2) Should Someone Lie To Your Child, ‘Rip Them Up And Chew Them Out'!: Dina makes an excellent point when she tells her viewers that anyone who enters her house must tell the truth and nothing but the truth. This rule, of course, does not apply to her family or anything, just any visitors and stuff. And even though she doesn't admit to having any kind of seventh sense when it comes to lie-detecting, she might just rip you up and chew you out 'cuz she feels like it.
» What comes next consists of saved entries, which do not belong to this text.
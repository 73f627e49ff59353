//! SSDP scan transport.
//!
//! Sends M-SEARCH queries to 239.255.255.250:1900 from a single unbound
//! (0.0.0.0) socket and collects every unicast reply until the window
//! elapses. The same socket is used for send AND receive since devices reply
//! back to the sending socket/port.

use std::net::{Ipv4Addr, SocketAddr};
use std::time::{Duration, Instant};

use async_trait::async_trait;
use socket2::{Domain, Protocol, Socket, Type};
use tokio::net::UdpSocket;
use tokio::time::timeout;

use super::types::{Advertisement, DiscoveryError, DiscoveryResult};
use crate::protocol_constants::SSDP_MULTICAST_ADDR;
use crate::wemo::traits::ScanTransport;

// ─────────────────────────────────────────────────────────────────────────────
// ASCII Case-Insensitive Helpers
// ─────────────────────────────────────────────────────────────────────────────
//
// HTTP headers are ASCII, so byte-level comparison is safe and avoids
// allocating lower-cased copies of every response.

/// Checks if `s` starts with `prefix` (ASCII case-insensitive, no allocation).
#[inline]
fn starts_with_ignore_ascii_case(s: &str, prefix: &str) -> bool {
    s.len() >= prefix.len() && s.as_bytes()[..prefix.len()].eq_ignore_ascii_case(prefix.as_bytes())
}

/// Finds the byte index of `needle` in `haystack` (ASCII case-insensitive).
#[inline]
fn find_ignore_ascii_case(haystack: &str, needle: &str) -> Option<usize> {
    if needle.is_empty() {
        return Some(0);
    }
    if needle.len() > haystack.len() {
        return None;
    }
    haystack
        .as_bytes()
        .windows(needle.len())
        .position(|window| window.eq_ignore_ascii_case(needle.as_bytes()))
}

// ─────────────────────────────────────────────────────────────────────────────

/// Extracts the value of the `LOCATION` header, if present.
pub fn extract_location(payload: &str) -> Option<&str> {
    payload
        .lines()
        .find(|l| starts_with_ignore_ascii_case(l, "location:"))
        .and_then(|l| l.find(':').map(|idx| l[idx + 1..].trim()))
        .filter(|l| !l.is_empty())
}

/// Extracts the port from an advertisement's `LOCATION` URL.
///
/// Reads the authority component between the scheme and the first `/` and
/// returns the digits after its last `:`. Returns None if there is no
/// `LOCATION` header or it carries no explicit port.
pub fn extract_location_port(payload: &str) -> Option<u16> {
    let location = extract_location(payload)?;
    let rest = match find_ignore_ascii_case(location, "://") {
        Some(idx) => &location[idx + 3..],
        None => location,
    };
    let authority = rest.split('/').next().unwrap_or(rest);
    let (_, port) = authority.rsplit_once(':')?;
    port.trim().parse().ok()
}

/// Build the M-SEARCH message.
fn build_msearch_message(search_target: &str, mx: u64) -> String {
    format!(
        "M-SEARCH * HTTP/1.1\r\n\
         HOST: {}\r\n\
         MAN: \"ssdp:discover\"\r\n\
         MX: {}\r\n\
         ST: {}\r\n\r\n",
        SSDP_MULTICAST_ADDR, mx, search_target
    )
}

/// Creates the scan socket bound to an ephemeral port on all interfaces.
///
/// Sets up socket options for SSDP discovery:
/// - SO_REUSEADDR for rapid restarts
/// - Multicast TTL of 4 per UPnP spec
fn create_socket() -> DiscoveryResult<UdpSocket> {
    let bind_addr = SocketAddr::new(Ipv4Addr::UNSPECIFIED.into(), 0);

    let socket = Socket::new(Domain::IPV4, Type::DGRAM, Some(Protocol::UDP))
        .map_err(DiscoveryError::SocketBind)?;

    if let Err(e) = socket.set_reuse_address(true) {
        log::warn!("[SSDP] Failed to set SO_REUSEADDR: {}", e);
    }

    // UPnP 1.0 spec recommends TTL of 4 for SSDP multicast
    if let Err(e) = socket.set_multicast_ttl_v4(4) {
        log::warn!("[SSDP] Failed to set multicast TTL: {}", e);
    }

    socket
        .set_nonblocking(true)
        .map_err(DiscoveryError::SocketBind)?;
    socket
        .bind(&bind_addr.into())
        .map_err(DiscoveryError::SocketBind)?;

    let std_socket: std::net::UdpSocket = socket.into();
    UdpSocket::from_std(std_socket).map_err(DiscoveryError::SocketBind)
}

/// Receives replies on `socket` until `window` has elapsed since `start`.
///
/// Every datagram is kept, in arrival order.
async fn collect_advertisements(
    socket: &UdpSocket,
    start: Instant,
    window: Duration,
) -> DiscoveryResult<Vec<Advertisement>> {
    let mut advertisements = Vec::new();
    let mut buf = [0u8; 2048];

    while start.elapsed() < window {
        let remaining = window.saturating_sub(start.elapsed());
        match timeout(remaining, socket.recv_from(&mut buf)).await {
            Ok(Ok((amt, sender))) => {
                let payload = String::from_utf8_lossy(&buf[..amt]).into_owned();
                log::trace!("[SSDP] Response from {}", sender);
                advertisements.push(Advertisement { sender, payload });
            }
            Ok(Err(e)) => return Err(DiscoveryError::Receive(e)),
            Err(_) => break, // Timeout
        }
    }

    Ok(advertisements)
}

/// Configuration for SSDP discovery.
#[derive(Debug, Clone)]
pub struct SsdpConfig {
    /// Number of M-SEARCH packets to send.
    pub send_count: u64,
    /// Delay between M-SEARCH retries.
    pub retry_delay: Duration,
    /// MX value (max response delay in seconds).
    pub mx_value: u64,
}

impl Default for SsdpConfig {
    fn default() -> Self {
        Self {
            send_count: 1,
            retry_delay: Duration::from_millis(500),
            mx_value: 1,
        }
    }
}

/// Default [`ScanTransport`] using UDP multicast.
#[derive(Debug, Clone, Default)]
pub struct SsdpScanner {
    config: SsdpConfig,
}

impl SsdpScanner {
    pub fn new(config: SsdpConfig) -> Self {
        Self { config }
    }

    pub fn config(&self) -> &SsdpConfig {
        &self.config
    }
}

#[async_trait]
impl ScanTransport for SsdpScanner {
    async fn search(
        &self,
        search_target: &str,
        window: Duration,
    ) -> DiscoveryResult<Vec<Advertisement>> {
        let socket = create_socket()?;
        let msg = build_msearch_message(search_target, self.config.mx_value);

        log::debug!(
            "[SSDP] Searching for {} ({} sends, {}ms window)",
            search_target,
            self.config.send_count.max(1),
            window.as_millis()
        );

        socket
            .send_to(msg.as_bytes(), SSDP_MULTICAST_ADDR)
            .await
            .map_err(DiscoveryError::SendSearch)?;
        log::trace!("[SSDP] Sent M-SEARCH to {}", SSDP_MULTICAST_ADDR);

        let start = Instant::now();

        let resend = async {
            for attempt in 1..self.config.send_count {
                tokio::time::sleep(self.config.retry_delay).await;
                if start.elapsed() >= window {
                    break;
                }
                if let Err(e) = socket.send_to(msg.as_bytes(), SSDP_MULTICAST_ADDR).await {
                    log::warn!(
                        "[SSDP] Failed to send M-SEARCH (attempt {}): {}",
                        attempt + 1,
                        e
                    );
                }
            }
        };

        let ((), advertisements) =
            tokio::join!(resend, collect_advertisements(&socket, start, window));
        let advertisements = advertisements?;

        log::debug!(
            "[SSDP] Search complete: {} response(s) in {}ms",
            advertisements.len(),
            start.elapsed().as_millis()
        );

        Ok(advertisements)
    }
}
She's Dina Lohan, in case you didn't know.
3) It's Like, Totally Scary For A Mom When Your Child Is Beautiful, Talented And Funny!: So Lindsay did actually get a mention last night, and it was quasi-sweet, though simultaneously so nauseating we wanted to go find Michael Lohan and rip his wig hair out as though he were Dina's voodoo doll (mental note: Make. That. Happen.) You see, Dina and Lindsay have both just been struggling with the fact that Ali is so goddamn pretty and talented and gorgeous and tall and they simply cannot stop her from being the biggest star the world has ever seen. Well, after Dina Lohan, that is.